Hacker News new | ask | show | jobs
by lichtenberger 2118 days ago
You can efficiently read 256 Byte granular data (4 cache lines) with Optane Memory (due to checksums). I think it makes much more sense to read/write fine granular changes for instance at least align pages to 64 or 256 Bytes instead of 4kb pages, where you often times first of all write too much data and secondly you pollute the caches with probably unnecessary data. There's a paper about how to add cache line aligned mini-pages (16 cache-lines): https://db.in.tum.de/~leis/papers/nvm.pdf
3 comments

I think along those lines, reading and writing fine granular data, especially when storing the full history of the data is the way to go (in addition to path copying and a log-structured storage). Furthermore pointer swizzling might be needed to get almost in-memory database performance.

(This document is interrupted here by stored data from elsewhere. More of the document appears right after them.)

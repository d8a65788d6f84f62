//! Debug observer: a side channel for prompts, responses, failures and moves.
//!
//! Observers are purely informational. Control flow never depends on them,
//! and a panicking observer is contained by [`DebugSink`].

use crate::seat::Seat;
use chrono::{DateTime, Utc};
use serde::{Deserialize, Serialize};
use std::panic::{AssertUnwindSafe, catch_unwind};
use std::sync::{Arc, Mutex, PoisonError};
use tracing::{debug, info, warn};

/// Category of a [`DebugEvent`].
#[derive(Debug, Clone, Copy, PartialEq, Eq, Hash, Serialize, Deserialize, strum::Display)]
#[serde(rename_all = "lowercase")]
#[strum(serialize_all = "lowercase")]
pub enum DebugEventKind {
    /// Prompt sent to a provider.
    Prompt,
    /// Raw provider reply.
    Response,
    /// A failed attempt.
    Error,
    /// A committed AI move.
    Move,
}

/// One observation.
#[derive(Debug, Clone, PartialEq, Serialize, Deserialize)]
pub struct DebugEvent {
    /// When it happened.
    pub timestamp: DateTime<Utc>,
    /// What happened.
    pub kind: DebugEventKind,
    /// Seat the request was made for.
    pub seat: Seat,
    /// Human-readable summary.
    pub text: String,
    /// Unprocessed payload, when there is one.
    pub raw_text: Option<String>,
}

impl DebugEvent {
    /// Creates an event stamped with the current time.
    pub fn new(kind: DebugEventKind, seat: Seat, text: impl Into<String>) -> Self {
        Self {
            timestamp: Utc::now(),
            kind,
            seat,
            text: text.into(),
            raw_text: None,
        }
    }

    /// Attaches the raw payload.
    pub fn with_raw(mut self, raw: impl Into<String>) -> Self {
        self.raw_text = Some(raw.into());
        self
    }
}

/// Receives debug events.
pub trait DebugObserver: Send + Sync {
    /// Called once per event. Must not block for long.
    fn observe(&self, event: DebugEvent);
}

/// Forwards events into `tracing`.
#[derive(Debug, Clone, Copy, Default)]
pub struct TracingObserver;

impl DebugObserver for TracingObserver {
    fn observe(&self, event: DebugEvent) {
        match event.kind {
            DebugEventKind::Prompt => debug!(seat = %event.seat, text = %event.text, "AI prompt"),
            DebugEventKind::Response => {
                debug!(seat = %event.seat, text = %event.text, "AI response")
            }
            DebugEventKind::Error => warn!(seat = %event.seat, text = %event.text, "AI error"),
            DebugEventKind::Move => info!(seat = %event.seat, text = %event.text, "AI move"),
        }
    }
}

/// Keeps every event in memory, in arrival order.
#[derive(Debug, Clone, Default)]
pub struct RecordingObserver {
    events: Arc<Mutex<Vec<DebugEvent>>>,
}

impl RecordingObserver {
    /// Creates an empty recorder.
    pub fn new() -> Self {
        Self::default()
    }

    /// Copies out everything recorded so far.
    pub fn events(&self) -> Vec<DebugEvent> {
        self.events
            .lock()
            .unwrap_or_else(PoisonError::into_inner)
            .clone()
    }

    /// Recorded events of one kind.
    pub fn events_of(&self, kind: DebugEventKind) -> Vec<DebugEvent> {
        self.events()
            .into_iter()
            .filter(|event| event.kind == kind)
            .collect()
    }
}

impl DebugObserver for RecordingObserver {
    fn observe(&self, event: DebugEvent) {
        self.events
            .lock()
            .unwrap_or_else(PoisonError::into_inner)
            .push(event);
    }
}

/// Optional observer wrapper that swallows observer panics.
#[derive(Clone, Default)]
pub struct DebugSink {
    observer: Option<Arc<dyn DebugObserver>>,
}

impl DebugSink {
    /// A sink that drops everything.
    pub fn none() -> Self {
        Self::default()
    }

    /// A sink that forwards to `observer`.
    pub fn new(observer: Arc<dyn DebugObserver>) -> Self {
        Self {
            observer: Some(observer),
        }
    }

    /// Delivers `event`, if an observer is attached.
    pub fn emit(&self, event: DebugEvent) {
        let Some(observer) = &self.observer else {
            return;
        };
        if catch_unwind(AssertUnwindSafe(|| observer.observe(event))).is_err() {
            warn!("Debug observer panicked; event dropped");
        }
    }
}

impl std::fmt::Debug for DebugSink {
    fn fmt(&self, f: &mut std::fmt::Formatter<'_>) -> std::fmt::Result {
        f.debug_struct("DebugSink")
            .field("attached", &self.observer.is_some())
            .finish()
    }
}
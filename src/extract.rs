//! Move extraction from free-form model output.
//!
//! Strategies run in a fixed priority order and the first one that yields a
//! grammatical token wins:
//!
//! 1. fenced JSON code block with a `move` field
//! 2. inline JSON object with a `move` field
//! 3. bare `"move": "<token>"` pair
//! 4. lead-in phrase ("my move is", "I play", ...) followed by a token
//! 5. the last token anywhere in the text
//!
//! Models often list candidates before committing, which is why the final
//! fallback prefers the last mention.

use crate::token::MoveToken;
use once_cell::sync::Lazy;
use regex::Regex;
use serde_json::Value;
use tracing::{debug, instrument};

static FENCED_JSON: Lazy<Regex> =
    Lazy::new(|| Regex::new(r"(?s)```[A-Za-z]*\s*(\{.*?\})\s*```").expect("valid regex"));

static INLINE_JSON: Lazy<Regex> =
    Lazy::new(|| Regex::new(r"\{[^{}]*\}").expect("valid regex"));

static MOVE_PAIR: Lazy<Regex> = Lazy::new(|| {
    Regex::new(r#"(?i)"move"\s*:\s*"([a-h][1-8][a-h][1-8][qrbn]?)""#).expect("valid regex")
});

static LEAD_IN: Lazy<Regex> = Lazy::new(|| {
    Regex::new(
        r#"(?i)\b(?:my move is|my move:|i play|i will play|i'll play|best move is|therefore,? i play|i choose|final move is|final move:)\s*[:\-]?\s*[*`"']*\s*([a-h][1-8][a-h][1-8][qrbn]?)\b"#,
    )
    .expect("valid regex")
});

static BARE_TOKEN: Lazy<Regex> =
    Lazy::new(|| Regex::new(r"(?i)\b([a-h][1-8][a-h][1-8][qrbn]?)\b").expect("valid regex"));

/// A move candidate pulled out of a response.
#[derive(Debug, Clone, PartialEq, Eq)]
pub struct Extraction {
    /// The grammatical (not yet legality-checked) token.
    pub token: MoveToken,
    /// The model's rationale, when it gave one.
    pub thoughts: Option<String>,
}

type Strategy = fn(&str) -> Option<Extraction>;

const STRATEGIES: [(&str, Strategy); 5] = [
    ("fenced_json", fenced_json),
    ("inline_json", inline_json),
    ("move_pair", move_pair),
    ("lead_in", lead_in),
    ("last_mention", last_mention),
];

/// Runs the extraction strategies in priority order.
#[derive(Debug, Clone, Copy, Default)]
pub struct ResponseExtractor;

impl ResponseExtractor {
    /// Creates an extractor.
    pub fn new() -> Self {
        Self
    }

    /// Returns the first candidate any strategy finds, or `None`.
    #[instrument(skip(self, text), fields(length = text.len()))]
    pub fn extract(&self, text: &str) -> Option<Extraction> {
        for (name, strategy) in STRATEGIES {
            if let Some(found) = strategy(text) {
                debug!(strategy = name, token = %found.token, "Extracted move");
                return Some(found);
            }
        }
        debug!("No move found in response");
        None
    }
}

/// Reads `move` plus an optional rationale out of a JSON object.
fn from_json_object(json: &str) -> Option<Extraction> {
    let value: Value = serde_json::from_str(json).ok()?;
    let token = MoveToken::parse(value.get("move")?.as_str()?).ok()?;
    let thoughts = ["explanation", "thoughts", "reasoning"]
        .iter()
        .find_map(|key| value.get(*key).and_then(Value::as_str))
        .map(str::trim)
        .filter(|s| !s.is_empty())
        .map(str::to_string);
    Some(Extraction { token, thoughts })
}

fn prose(text: &str) -> Option<String> {
    let trimmed = text.trim();
    (!trimmed.is_empty()).then(|| trimmed.to_string())
}

/// Strategy 1: a fenced code block holding a JSON object.
pub fn fenced_json(text: &str) -> Option<Extraction> {
    FENCED_JSON
        .captures_iter(text)
        .filter_map(|caps| caps.get(1))
        .find_map(|body| from_json_object(body.as_str()))
}

/// Strategy 2: a flat JSON object anywhere in the text.
pub fn inline_json(text: &str) -> Option<Extraction> {
    INLINE_JSON
        .find_iter(text)
        .find_map(|object| from_json_object(object.as_str()))
}

/// Strategy 3: a `"move": "<token>"` pair outside any parseable object.
pub fn move_pair(text: &str) -> Option<Extraction> {
    let caps = MOVE_PAIR.captures(text)?;
    let token = MoveToken::parse(caps.get(1)?.as_str()).ok()?;
    Some(Extraction {
        token,
        thoughts: prose(text),
    })
}

/// Strategy 4: a token right after an explicit lead-in phrase.
///
/// When the phrase appears several times the last one is taken.
pub fn lead_in(text: &str) -> Option<Extraction> {
    let caps = LEAD_IN.captures_iter(text).last()?;
    let token = MoveToken::parse(caps.get(1)?.as_str()).ok()?;
    Some(Extraction {
        token,
        thoughts: prose(text),
    })
}

/// Strategy 5: the last token anywhere in the text.
pub fn last_mention(text: &str) -> Option<Extraction> {
    let last = BARE_TOKEN.captures_iter(text).last()?;
    let token = MoveToken::parse(last.get(1)?.as_str()).ok()?;
    Some(Extraction {
        token,
        thoughts: prose(text),
    })
}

I'm trying to address this with my versioned Open Source DBMS project, where only page-fragments are stored and bunch of them is read in-parallel to reconstruct a full page in-memory. Adding mini-page ps plus a simple cache at some point with hot data from several page fragments at least is orthogonal:

https://github.com/sirixdb/sirix | https://sirix.io

Writing on a page (4KB / 8KB) boundary is almost always a good idea. Because there is an overhead per page that you have to account for. It can be in the range of 16 - 64 bytes, so having a 256 mini page is probably a bad idea.

Most of the _data_ is also not going to fit in 256 bytes anyway.

It might add some overhead, but I guess it depends on the page implementation, but 16 bytes seems to be the minimum (and Optane Memory might , I agree. That said if someone changes only one record the best thing is to write in the smallest granularity possible on the storage medium.

So, it might well be that someone is only interested in only one or a few records. Why then fetch and cache a whole 4Kb page if latency is good in both cases (4kb and 256 bytes)? On the other hand I agree that you should probably cache more data from a hot page.

FYI, Intel Optane Memory is a wildly different product from the one under discussion, which is Optane DC Persistent Memory or Optane DCPMM. The former is a low-capacity consumer SSD caching software solution, and the latter is persistent memory modules in a DIMM form factor.
Yes, I mean Optance DC Persistent Memory. It's hard because they seems to market three different product categories under almost the same name (Optane Memory, Optane DC Persistent Memory and SSDs).